- [EXERCISE GOAL]: Copy out the lines of the records below, and only those lines, from the one with "value was provided" through the one with "that already terminated.", exactly as they appear.

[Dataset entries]
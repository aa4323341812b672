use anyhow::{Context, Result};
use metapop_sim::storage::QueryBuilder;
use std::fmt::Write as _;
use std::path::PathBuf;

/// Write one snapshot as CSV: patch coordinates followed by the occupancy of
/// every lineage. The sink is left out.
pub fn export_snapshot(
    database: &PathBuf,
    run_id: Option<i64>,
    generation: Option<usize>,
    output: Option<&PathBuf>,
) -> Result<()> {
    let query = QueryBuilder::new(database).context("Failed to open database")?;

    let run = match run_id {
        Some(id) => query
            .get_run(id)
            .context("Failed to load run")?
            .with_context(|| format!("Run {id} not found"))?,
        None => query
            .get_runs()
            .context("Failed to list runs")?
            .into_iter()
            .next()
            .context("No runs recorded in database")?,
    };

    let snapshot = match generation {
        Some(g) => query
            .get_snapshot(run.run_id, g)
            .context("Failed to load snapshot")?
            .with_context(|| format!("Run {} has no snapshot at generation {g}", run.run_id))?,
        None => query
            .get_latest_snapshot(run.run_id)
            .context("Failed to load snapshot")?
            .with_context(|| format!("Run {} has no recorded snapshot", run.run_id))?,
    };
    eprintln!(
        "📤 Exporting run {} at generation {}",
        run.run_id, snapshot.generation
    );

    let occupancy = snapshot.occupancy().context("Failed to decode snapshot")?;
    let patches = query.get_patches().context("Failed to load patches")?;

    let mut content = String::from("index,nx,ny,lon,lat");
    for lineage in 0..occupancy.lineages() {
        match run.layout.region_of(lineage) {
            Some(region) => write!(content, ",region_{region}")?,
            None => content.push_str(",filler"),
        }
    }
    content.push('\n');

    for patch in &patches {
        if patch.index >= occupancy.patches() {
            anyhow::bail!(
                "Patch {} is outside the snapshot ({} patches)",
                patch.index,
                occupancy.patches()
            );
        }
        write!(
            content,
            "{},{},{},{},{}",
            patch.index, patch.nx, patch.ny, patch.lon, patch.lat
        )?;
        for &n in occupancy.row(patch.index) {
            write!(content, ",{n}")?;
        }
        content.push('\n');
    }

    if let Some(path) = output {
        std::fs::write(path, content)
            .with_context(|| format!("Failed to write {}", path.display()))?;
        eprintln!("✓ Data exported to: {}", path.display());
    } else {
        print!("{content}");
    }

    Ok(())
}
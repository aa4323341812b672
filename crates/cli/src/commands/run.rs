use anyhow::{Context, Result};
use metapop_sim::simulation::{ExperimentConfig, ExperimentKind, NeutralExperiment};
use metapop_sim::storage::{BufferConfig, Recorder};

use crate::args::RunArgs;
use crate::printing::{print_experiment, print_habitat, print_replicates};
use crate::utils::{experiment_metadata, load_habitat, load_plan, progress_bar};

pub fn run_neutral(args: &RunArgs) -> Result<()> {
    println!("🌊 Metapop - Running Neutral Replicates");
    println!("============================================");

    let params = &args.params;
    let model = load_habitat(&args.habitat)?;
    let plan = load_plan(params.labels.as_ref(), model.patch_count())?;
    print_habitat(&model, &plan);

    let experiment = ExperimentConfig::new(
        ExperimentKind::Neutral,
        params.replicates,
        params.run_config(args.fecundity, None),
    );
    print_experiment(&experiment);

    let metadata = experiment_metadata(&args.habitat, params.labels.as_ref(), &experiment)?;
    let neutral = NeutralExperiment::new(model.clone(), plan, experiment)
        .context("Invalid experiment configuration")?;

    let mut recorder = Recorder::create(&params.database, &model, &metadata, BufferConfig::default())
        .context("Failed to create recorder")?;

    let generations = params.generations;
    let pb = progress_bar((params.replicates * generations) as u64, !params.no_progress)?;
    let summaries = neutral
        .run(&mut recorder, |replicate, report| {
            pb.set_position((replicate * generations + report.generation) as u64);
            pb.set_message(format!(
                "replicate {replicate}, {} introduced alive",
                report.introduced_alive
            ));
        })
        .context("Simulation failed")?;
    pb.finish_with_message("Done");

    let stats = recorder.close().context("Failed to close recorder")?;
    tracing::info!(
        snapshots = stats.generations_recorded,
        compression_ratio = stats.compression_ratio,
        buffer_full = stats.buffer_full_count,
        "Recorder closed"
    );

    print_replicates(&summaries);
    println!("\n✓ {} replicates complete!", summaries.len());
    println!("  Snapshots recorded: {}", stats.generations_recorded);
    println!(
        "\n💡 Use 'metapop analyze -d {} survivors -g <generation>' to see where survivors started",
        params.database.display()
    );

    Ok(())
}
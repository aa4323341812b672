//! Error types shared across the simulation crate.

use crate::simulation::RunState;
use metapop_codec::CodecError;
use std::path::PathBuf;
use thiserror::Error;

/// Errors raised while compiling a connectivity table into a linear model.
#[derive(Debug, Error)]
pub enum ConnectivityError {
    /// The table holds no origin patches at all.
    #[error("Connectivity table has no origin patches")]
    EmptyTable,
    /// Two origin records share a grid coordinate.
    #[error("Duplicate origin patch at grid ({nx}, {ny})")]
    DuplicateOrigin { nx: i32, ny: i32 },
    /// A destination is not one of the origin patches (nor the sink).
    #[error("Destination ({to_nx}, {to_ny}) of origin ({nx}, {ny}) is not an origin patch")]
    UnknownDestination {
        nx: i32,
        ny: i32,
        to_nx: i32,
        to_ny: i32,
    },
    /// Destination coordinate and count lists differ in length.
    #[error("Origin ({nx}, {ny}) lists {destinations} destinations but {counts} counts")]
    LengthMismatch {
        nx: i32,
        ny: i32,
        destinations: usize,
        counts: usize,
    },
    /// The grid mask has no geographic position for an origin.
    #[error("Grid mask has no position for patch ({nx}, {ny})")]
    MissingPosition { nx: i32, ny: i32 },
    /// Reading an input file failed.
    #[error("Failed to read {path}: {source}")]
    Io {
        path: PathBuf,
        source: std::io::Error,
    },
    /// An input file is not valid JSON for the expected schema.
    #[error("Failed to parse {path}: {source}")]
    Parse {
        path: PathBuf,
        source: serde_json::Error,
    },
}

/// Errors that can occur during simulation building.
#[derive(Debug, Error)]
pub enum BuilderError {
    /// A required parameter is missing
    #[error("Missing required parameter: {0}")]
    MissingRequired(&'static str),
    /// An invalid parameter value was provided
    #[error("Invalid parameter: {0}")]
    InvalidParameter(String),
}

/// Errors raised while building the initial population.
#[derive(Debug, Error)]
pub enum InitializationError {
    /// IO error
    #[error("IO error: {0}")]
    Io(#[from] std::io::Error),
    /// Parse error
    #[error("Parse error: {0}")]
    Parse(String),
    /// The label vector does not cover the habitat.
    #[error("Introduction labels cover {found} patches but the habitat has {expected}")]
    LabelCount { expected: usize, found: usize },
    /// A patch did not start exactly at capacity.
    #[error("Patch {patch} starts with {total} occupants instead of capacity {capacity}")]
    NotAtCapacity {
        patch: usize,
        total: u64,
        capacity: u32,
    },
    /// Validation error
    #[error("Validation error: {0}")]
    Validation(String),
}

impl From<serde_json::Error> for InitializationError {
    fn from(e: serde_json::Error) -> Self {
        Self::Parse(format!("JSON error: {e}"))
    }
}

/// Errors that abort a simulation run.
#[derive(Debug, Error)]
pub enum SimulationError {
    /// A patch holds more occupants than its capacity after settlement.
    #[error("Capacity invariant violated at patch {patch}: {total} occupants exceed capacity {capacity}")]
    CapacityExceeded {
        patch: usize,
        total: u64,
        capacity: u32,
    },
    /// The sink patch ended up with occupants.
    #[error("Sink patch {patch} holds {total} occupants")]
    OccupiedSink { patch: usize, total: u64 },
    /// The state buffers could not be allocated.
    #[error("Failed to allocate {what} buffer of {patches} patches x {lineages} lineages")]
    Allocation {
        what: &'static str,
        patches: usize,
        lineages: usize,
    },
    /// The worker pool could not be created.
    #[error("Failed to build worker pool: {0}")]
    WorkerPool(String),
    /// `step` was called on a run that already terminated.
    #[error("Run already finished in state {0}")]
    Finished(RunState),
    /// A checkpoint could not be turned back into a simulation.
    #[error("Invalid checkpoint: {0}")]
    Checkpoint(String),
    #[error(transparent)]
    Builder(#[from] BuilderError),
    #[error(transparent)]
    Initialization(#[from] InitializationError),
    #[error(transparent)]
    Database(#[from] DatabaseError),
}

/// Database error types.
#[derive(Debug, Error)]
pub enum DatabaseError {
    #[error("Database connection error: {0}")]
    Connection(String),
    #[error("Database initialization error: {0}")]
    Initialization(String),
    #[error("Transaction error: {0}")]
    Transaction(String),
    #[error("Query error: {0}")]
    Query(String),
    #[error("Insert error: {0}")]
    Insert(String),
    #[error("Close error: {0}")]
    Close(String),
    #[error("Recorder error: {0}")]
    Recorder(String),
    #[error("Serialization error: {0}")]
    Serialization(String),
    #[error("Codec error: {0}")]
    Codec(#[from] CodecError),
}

...

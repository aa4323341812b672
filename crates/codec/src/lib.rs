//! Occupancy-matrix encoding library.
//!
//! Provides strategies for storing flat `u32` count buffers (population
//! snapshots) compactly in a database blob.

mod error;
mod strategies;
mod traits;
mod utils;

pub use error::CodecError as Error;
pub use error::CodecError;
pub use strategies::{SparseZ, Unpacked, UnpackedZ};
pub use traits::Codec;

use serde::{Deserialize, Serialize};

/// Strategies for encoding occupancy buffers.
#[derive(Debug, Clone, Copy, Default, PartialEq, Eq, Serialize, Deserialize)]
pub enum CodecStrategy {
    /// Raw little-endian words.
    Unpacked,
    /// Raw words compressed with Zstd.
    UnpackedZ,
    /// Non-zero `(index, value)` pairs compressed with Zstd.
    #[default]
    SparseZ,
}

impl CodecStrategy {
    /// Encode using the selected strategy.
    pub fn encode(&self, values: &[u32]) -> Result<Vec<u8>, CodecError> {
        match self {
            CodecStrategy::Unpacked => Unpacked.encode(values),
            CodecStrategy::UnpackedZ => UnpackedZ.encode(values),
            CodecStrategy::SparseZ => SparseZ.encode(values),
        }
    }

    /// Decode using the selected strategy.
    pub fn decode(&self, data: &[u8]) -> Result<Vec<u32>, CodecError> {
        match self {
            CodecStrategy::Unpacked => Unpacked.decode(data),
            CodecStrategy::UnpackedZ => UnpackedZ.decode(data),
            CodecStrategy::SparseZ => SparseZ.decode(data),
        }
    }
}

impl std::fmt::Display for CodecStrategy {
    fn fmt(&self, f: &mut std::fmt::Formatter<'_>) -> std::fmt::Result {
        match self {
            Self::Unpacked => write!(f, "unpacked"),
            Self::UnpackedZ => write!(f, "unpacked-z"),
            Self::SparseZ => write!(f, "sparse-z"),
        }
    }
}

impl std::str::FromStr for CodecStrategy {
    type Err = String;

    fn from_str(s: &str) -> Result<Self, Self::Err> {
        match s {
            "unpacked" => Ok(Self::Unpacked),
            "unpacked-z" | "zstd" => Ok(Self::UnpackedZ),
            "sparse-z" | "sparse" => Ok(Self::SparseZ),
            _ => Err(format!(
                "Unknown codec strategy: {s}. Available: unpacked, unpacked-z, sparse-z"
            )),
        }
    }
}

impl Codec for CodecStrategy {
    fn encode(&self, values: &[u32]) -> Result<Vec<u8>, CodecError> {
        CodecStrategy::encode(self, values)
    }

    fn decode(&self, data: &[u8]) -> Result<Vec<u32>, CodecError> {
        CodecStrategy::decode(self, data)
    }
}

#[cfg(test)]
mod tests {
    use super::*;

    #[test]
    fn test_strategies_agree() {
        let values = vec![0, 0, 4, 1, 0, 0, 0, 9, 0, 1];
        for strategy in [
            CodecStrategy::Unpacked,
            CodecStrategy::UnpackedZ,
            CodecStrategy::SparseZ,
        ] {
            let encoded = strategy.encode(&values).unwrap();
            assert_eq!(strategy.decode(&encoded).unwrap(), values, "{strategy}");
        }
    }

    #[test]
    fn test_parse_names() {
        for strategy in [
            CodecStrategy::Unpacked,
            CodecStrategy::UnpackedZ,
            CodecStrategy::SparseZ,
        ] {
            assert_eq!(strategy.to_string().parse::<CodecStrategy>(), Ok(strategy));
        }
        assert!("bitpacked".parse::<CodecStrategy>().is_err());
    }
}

- [RESPONSE BOX]:
    /// An invalid parameter value was provided
    #[error("Invalid parameter: {0}")]
    InvalidParameter(String),
}

/// Errors raised while building the initial population.
#[derive(Debug, Error)]
pub enum InitializationError {
    /// IO error
    #[error("IO error: {0}")]
    Io(#[from] std::io::Error),
    /// Parse error
    #[error("Parse error: {0}")]
    Parse(String),
    /// The label vector does not cover the habitat.
    #[error("Introduction labels cover {found} patches but the habitat has {expected}")]
    LabelCount { expected: usize, found: usize },
    /// A patch did not start exactly at capacity.
    #[error("Patch {patch} starts with {total} occupants instead of capacity {capacity}")]
    NotAtCapacity {
        patch: usize,
        total: u64,
        capacity: u32,
    },
    /// Validation error
    #[error("Validation error: {0}")]
    Validation(String),
}

impl From<serde_json::Error> for InitializationError {
    fn from(e: serde_json::Error) -> Self {
        Self::Parse(format!("JSON error: {e}"))
    }
}

/// Errors that abort a simulation run.
#[derive(Debug, Error)]
pub enum SimulationError {
    /// A patch holds more occupants than its capacity after settlement.
    #[error("Capacity invariant violated at patch {patch}: {total} occupants exceed capacity {capacity}")]
    CapacityExceeded {
        patch: usize,
        total: u64,
        capacity: u32,
    },
    /// The sink patch ended up with occupants.
    #[error("Sink patch {patch} holds {total} occupants")]
    OccupiedSink { patch: usize, total: u64 },
    /// The state buffers could not be allocated.
    #[error("Failed to allocate {what} buffer of {patches} patches x {lineages} lineages")]
    Allocation {
        what: &'static str,
        patches: usize,
        lineages: usize,
    },
    /// The worker pool could not be created.
    #[error("Failed to build worker pool: {0}")]
    WorkerPool(String),
    /// `step` was called on a run that already terminated.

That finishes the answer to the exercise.